#### RECORDS FOR THE EXERCISE
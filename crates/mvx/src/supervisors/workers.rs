//! 🧵 Workers: the backbone of mailvex, the unsung heroes, the ones who
//! actually move the mail while the Supervisor takes all the credit in the
//! sprint retro.
//!
//! 🚀 This module is like a factory floor, except instead of hard hats
//! we wear `#[derive(Debug)]` and instead of OSHA violations
//! we have borrow checker violations. 🦆
//!
//! ⚠️ "If you're reading this, the code review went poorly."

// 🎉 anyhowwwww.... it's useful! Like duct tape for error handling.
use anyhow::Result;
use tokio::task::JoinHandle;

use crate::common::Batch;

mod import_worker;
pub(crate) use import_worker::ImportWorker;

/// 📬 What travels on the work queue: real work, or the instruction to stop.
///
/// 🧠 Knowledge graph: `Retire` is the poison pill. The supervisor sends
/// exactly one per worker at shutdown; each worker consumes exactly one and
/// exits, so the count always balances. No shared flag, no polling — the
/// queue itself carries the goodbye.
#[derive(Debug)]
pub(crate) enum WorkOrder {
    /// 📦 One domain's worth of staged files. Process it whole.
    Batch(Batch),
    /// ☠️ Clock out. Leave the channel. Do not take more work.
    Retire,
}

/// 🏗️ A background worker, that does work. duh.
pub(crate) trait Worker {
    /// 🚀 Start the worker.
    fn start(self) -> JoinHandle<Result<()>>;
}
#[cfg(test)]
mod tests {
    use super::*;
    use crate::app_config::PathsConfig;
    use crate::sinks::InMemorySink;
    use tempfile::TempDir;

    struct Rig {
        _temp: TempDir,
        stager: Stager,
        sink: InMemorySink,
        tx: async_channel::Sender<WorkOrder>,
        handle: JoinHandle<Result<()>>,
        ledger_path: PathBuf,
    }

    /// 🧪 One worker, one channel, one tempdir. The whole stage, miniature.
    async fn rig() -> Rig {
        let temp = TempDir::new().unwrap();
        let paths = PathsConfig {
            wait_dir: temp.path().join("wait"),
            run_dir: temp.path().join("run"),
            buggy_dir: temp.path().join("buggy"),
            sqlite_path: temp.path().join("ledger.db"),
        };
        let stager = Stager::new(&paths).await.unwrap();
        let sink = InMemorySink::new();
        let (tx, rx) = async_channel::bounded(4);
        let worker = ImportWorker::new(
            0,
            rx,
            SinkBackend::InMemory(sink.clone()),
            Ledger::open(&paths.sqlite_path).unwrap(),
            stager.clone(),
        );
        let handle = worker.start();
        Rig {
            _temp: temp,
            stager,
            sink,
            tx,
            handle,
            ledger_path: paths.sqlite_path,
        }
    }

    async fn stage(rig: &Rig, name: &str, body: &str) -> PathBuf {
        tokio::fs::write(rig.stager.wait_path(name), body).await.unwrap();
        rig.stager.move_to_run(name).await.unwrap()
    }

    fn mail(mail_id: &str) -> String {
        format!(
            r#"{{"mail_id":"{mail_id}","user_id":"kevin@ex.com","received_time":"2026-03-14T09:00:00"}}"#
        )
    }

    #[tokio::test]
    async fn the_one_where_a_clean_batch_sails_through() {
        let rig = rig().await;
        let paths = vec![
            stage(&rig, "a.json", &mail("m1")).await,
            stage(&rig, "b.json", &mail("m2")).await,
        ];
        rig.tx
            .send(WorkOrder::Batch(Batch::new("ex.com".into(), paths.clone())))
            .await
            .unwrap();
        rig.tx.send(WorkOrder::Retire).await.unwrap();
        rig.handle.await.unwrap().unwrap();

        // 📡 One import, right tenant, both ids.
        let imports = rig.sink.imports.lock().await;
        assert_eq!(imports.len(), 1);
        assert_eq!(imports[0].domain, "ex.com");
        assert_eq!(imports[0].mail_ids, vec!["m1", "m2"]);
        assert!(rig.sink.tenants.lock().await.contains("ex.com"));

        // 🗄️ Ledger says success; 📂 files are gone from everywhere.
        let ledger = Ledger::open(&rig.ledger_path).unwrap();
        for mail_id in ["m1", "m2"] {
            assert!(ledger.get(mail_id).unwrap().unwrap().is_success);
        }
        for path in paths {
            assert!(!path.exists());
        }
    }

    #[tokio::test]
    async fn the_one_where_one_bad_apple_does_not_spoil_the_batch() {
        let rig = rig().await;
        let good = stage(&rig, "good.json", &mail("m1")).await;
        // 💀 Valid JSON, but no user_id and no received_time — a parse
        // failure whose mail_id is still sniffable for the ledger.
        let bad = stage(&rig, "bad.json", r#"{"mail_id":"m2"}"#).await;
        rig.tx
            .send(WorkOrder::Batch(Batch::new("ex.com".into(), vec![good.clone(), bad.clone()])))
            .await
            .unwrap();
        rig.tx.send(WorkOrder::Retire).await.unwrap();
        rig.handle.await.unwrap().unwrap();

        // 📡 The import carried only the survivor.
        let imports = rig.sink.imports.lock().await;
        assert_eq!(imports.len(), 1);
        assert_eq!(imports[0].mail_ids, vec!["m1"]);

        let ledger = Ledger::open(&rig.ledger_path).unwrap();
        assert!(ledger.get("m1").unwrap().unwrap().is_success);
        // 💀 The bad apple flunked parsing but its mail_id was sniffable.
        let bad_row = ledger.get("m2").unwrap().unwrap();
        assert!(bad_row.is_completed && !bad_row.is_success);
        assert!(bad_row.error_message.unwrap().contains("parse failure"));
        assert!(!good.exists());
        assert!(!bad.exists());
        assert!(rig._temp.path().join("buggy/bad.json").exists());
    }

    #[tokio::test]
    async fn the_one_where_the_sink_dooms_a_specific_mail() {
        let rig = rig().await;
        rig.sink.doom_mail("m2").await;
        let p1 = stage(&rig, "a.json", &mail("m1")).await;
        let p2 = stage(&rig, "b.json", &mail("m2")).await;
        rig.tx
            .send(WorkOrder::Batch(Batch::new("ex.com".into(), vec![p1, p2.clone()])))
            .await
            .unwrap();
        rig.tx.send(WorkOrder::Retire).await.unwrap();
        rig.handle.await.unwrap().unwrap();

        let ledger = Ledger::open(&rig.ledger_path).unwrap();
        assert!(ledger.get("m1").unwrap().unwrap().is_success);
        let doomed = ledger.get("m2").unwrap().unwrap();
        assert!(doomed.is_completed && !doomed.is_success);
        assert!(doomed.error_message.unwrap().contains("import failure"));
        assert!(!p2.exists());
        assert!(rig._temp.path().join("buggy/b.json").exists());
    }

    #[tokio::test]
    async fn the_one_where_the_transport_takes_everyone_down_with_it() {
        let rig = rig().await;
        rig.sink.set_transport_down(true);
        let p1 = stage(&rig, "a.json", &mail("m1")).await;
        let p2 = stage(&rig, "b.json", &mail("m2")).await;
        rig.tx
            .send(WorkOrder::Batch(Batch::new("ex.com".into(), vec![p1, p2])))
            .await
            .unwrap();
        rig.tx.send(WorkOrder::Retire).await.unwrap();
        rig.handle.await.unwrap().unwrap();

        let ledger = Ledger::open(&rig.ledger_path).unwrap();
        for mail_id in ["m1", "m2"] {
            let row = ledger.get(mail_id).unwrap().unwrap();
            assert!(row.is_completed && !row.is_success);
            assert!(row.error_message.unwrap().contains("transport"));
        }
        assert!(rig._temp.path().join("buggy/a.json").exists());
        assert!(rig._temp.path().join("buggy/b.json").exists());
    }

    #[tokio::test]
    async fn the_one_where_retirement_is_honored_promptly() {
        let rig = rig().await;
        rig.tx.send(WorkOrder::Retire).await.unwrap();
        // ☠️ No work sent. The worker must exit on the pill alone.
        rig.handle.await.unwrap().unwrap();
    }
}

#### WORK TO COMPLETE
An exact copy of the listing above is all the answer should hold.

#### FINISHED TASK
filename crates/mvx/src/supervisors/workers.rs
//! 🧵 Workers: the backbone of mailvex, the unsung heroes, the ones who
//! actually move the mail while the Supervisor takes all the credit in the
//! sprint retro.
//!
//! 🚀 This module is like a factory floor, except instead of hard hats
//! we wear `#[derive(Debug)]` and instead of OSHA violations
//! we have borrow checker violations. 🦆
//!
//! ⚠️ "If you're reading this, the code review went poorly."

// 🎉 anyhowwwww.... it's useful! Like duct tape for error handling.
use anyhow::Result;
use tokio::task::JoinHandle;

use crate::common::Batch;

mod import_worker;
pub(crate) use import_worker::ImportWorker;

/// 📬 What travels on the work queue: real work, or the instruction to stop.
///
/// 🧠 Knowledge graph: `Retire` is the poison pill. The supervisor sends
/// exactly one per worker at shutdown; each worker consumes exactly one and
/// exits, so the count always balances. No shared flag, no polling — the
/// queue itself carries the goodbye.
#[derive(Debug)]
pub(crate) enum WorkOrder {
    /// 📦 One domain's worth of staged files. Process it whole.
    Batch(Batch),
    /// ☠️ Clock out. Leave the channel. Do not take more work.
    Retire,
}

/// 🏗️ A background worker, that does work. duh.
pub(crate) trait Worker {
    /// 🚀 Start the worker.
    fn start(self) -> JoinHandle<Result<()>>;
}
#[cfg(test)]
mod tests {
    use super::*;
    use crate::app_config::PathsConfig;
    use crate::sinks::InMemorySink;
    use tempfile::TempDir;

    struct Rig {
        _temp: TempDir,
        stager: Stager,
        sink: InMemorySink,
        tx: async_channel::Sender<WorkOrder>,
        handle: JoinHandle<Result<()>>,
        ledger_path: PathBuf,
    }

    /// 🧪 One worker, one channel, one tempdir. The whole stage, miniature.
    async fn rig() -> Rig {
        let temp = TempDir::new().unwrap();
        let paths = PathsConfig {
            wait_dir: temp.path().join("wait"),
            run_dir: temp.path().join("run"),
            buggy_dir: temp.path().join("buggy"),
            sqlite_path: temp.path().join("ledger.db"),
        };
        let stager = Stager::new(&paths).await.unwrap();
        let sink = InMemorySink::new();
        let (tx, rx) = async_channel::bounded(4);
        let worker = ImportWorker::new(
            0,
            rx,
            SinkBackend::InMemory(sink.clone()),
            Ledger::open(&paths.sqlite_path).unwrap(),
            stager.clone(),
        );
        let handle = worker.start();
        Rig {
            _temp: temp,
            stager,
            sink,
            tx,
            handle,
            ledger_path: paths.sqlite_path,
        }
    }

    async fn stage(rig: &Rig, name: &str, body: &str) -> PathBuf {
        tokio::fs::write(rig.stager.wait_path(name), body).await.unwrap();
        rig.stager.move_to_run(name).await.unwrap()
    }

    fn mail(mail_id: &str) -> String {
        format!(
            r#"{{"mail_id":"{mail_id}","user_id":"kevin@ex.com","received_time":"2026-03-14T09:00:00"}}"#
        )
    }

    #[tokio::test]
    async fn the_one_where_a_clean_batch_sails_through() {
        let rig = rig().await;
        let paths = vec![
            stage(&rig, "a.json", &mail("m1")).await,
            stage(&rig, "b.json", &mail("m2")).await,
        ];
        rig.tx
            .send(WorkOrder::Batch(Batch::new("ex.com".into(), paths.clone())))
            .await
            .unwrap();
        rig.tx.send(WorkOrder::Retire).await.unwrap();
        rig.handle.await.unwrap().unwrap();

        // 📡 One import, right tenant, both ids.
        let imports = rig.sink.imports.lock().await;
        assert_eq!(imports.len(), 1);
        assert_eq!(imports[0].domain, "ex.com");
        assert_eq!(imports[0].mail_ids, vec!["m1", "m2"]);
        assert!(rig.sink.tenants.lock().await.contains("ex.com"));

        // 🗄️ Ledger says success; 📂 files are gone from everywhere.
        let ledger = Ledger::open(&rig.ledger_path).unwrap();
        for mail_id in ["m1", "m2"] {
            assert!(ledger.get(mail_id).unwrap().unwrap().is_success);
        }
        for path in paths {
            assert!(!path.exists());
        }
    }

    #[tokio::test]
    async fn the_one_where_one_bad_apple_does_not_spoil_the_batch() {
        let rig = rig().await;
        let good = stage(&rig, "good.json", &mail("m1")).await;
        // 💀 Valid JSON, but no user_id and no received_time — a parse
        // failure whose mail_id is still sniffable for the ledger.
        let bad = stage(&rig, "bad.json", r#"{"mail_id":"m2"}"#).await;
        rig.tx
            .send(WorkOrder::Batch(Batch::new("ex.com".into(), vec![good.clone(), bad.clone()])))
            .await
            .unwrap();
        rig.tx.send(WorkOrder::Retire).await.unwrap();
        rig.handle.await.unwrap().unwrap();

        // 📡 The import carried only the survivor.
        let imports = rig.sink.imports.lock().await;
        assert_eq!(imports.len(), 1);
        assert_eq!(imports[0].mail_ids, vec!["m1"]);

        let ledger = Ledger::open(&rig.ledger_path).unwrap();
        assert!(ledger.get("m1").unwrap().unwrap().is_success);
        // 💀 The bad apple flunked parsing but its mail_id was sniffable.
        let bad_row = ledger.get("m2").unwrap().unwrap();
        assert!(bad_row.is_completed && !bad_row.is_success);
        assert!(bad_row.error_message.unwrap().contains("parse failure"));
        assert!(!good.exists());
        assert!(!bad.exists());
        assert!(rig._temp.path().join("buggy/bad.json").exists());
    }

    #[tokio::test]
    async fn the_one_where_the_sink_dooms_a_specific_mail() {
        let rig = rig().await;
        rig.sink.doom_mail("m2").await;
        let p1 = stage(&rig, "a.json", &mail("m1")).await;
        let p2 = stage(&rig, "b.json", &mail("m2")).await;
        rig.tx
            .send(WorkOrder::Batch(Batch::new("ex.com".into(), vec![p1, p2.clone()])))
            .await
            .unwrap();
        rig.tx.send(WorkOrder::Retire).await.unwrap();
        rig.handle.await.unwrap().unwrap();

        let ledger = Ledger::open(&rig.ledger_path).unwrap();
        assert!(ledger.get("m1").unwrap().unwrap().is_success);
        let doomed = ledger.get("m2").unwrap().unwrap();
        assert!(doomed.is_completed && !doomed.is_success);
        assert!(doomed.error_message.unwrap().contains("import failure"));
        assert!(!p2.exists());
        assert!(rig._temp.path().join("buggy/b.json").exists());
    }

    #[tokio::test]
    async fn the_one_where_the_transport_takes_everyone_down_with_it() {
        let rig = rig().await;
        rig.sink.set_transport_down(true);
        let p1 = stage(&rig, "a.json", &mail("m1")).await;
        let p2 = stage(&rig, "b.json", &mail("m2")).await;
        rig.tx
            .send(WorkOrder::Batch(Batch::new("ex.com".into(), vec![p1, p2])))
            .await
            .unwrap();
        rig.tx.send(WorkOrder::Retire).await.unwrap();
        rig.handle.await.unwrap().unwrap();

        let ledger = Ledger::open(&rig.ledger_path).unwrap();
        for mail_id in ["m1", "m2"] {
            let row = ledger.get(mail_id).unwrap().unwrap();
            assert!(row.is_completed && !row.is_success);
            assert!(row.error_message.unwrap().contains("transport"));
        }
        assert!(rig._temp.path().join("buggy/a.json").exists());
        assert!(rig._temp.path().join("buggy/b.json").exists());
    }

    #[tokio::test]
    async fn the_one_where_retirement_is_honored_promptly() {
        let rig = rig().await;
        rig.tx.send(WorkOrder::Retire).await.unwrap();
        // ☠️ No work sent. The worker must exit on the pill alone.
        rig.handle.await.unwrap().unwrap();
    }
}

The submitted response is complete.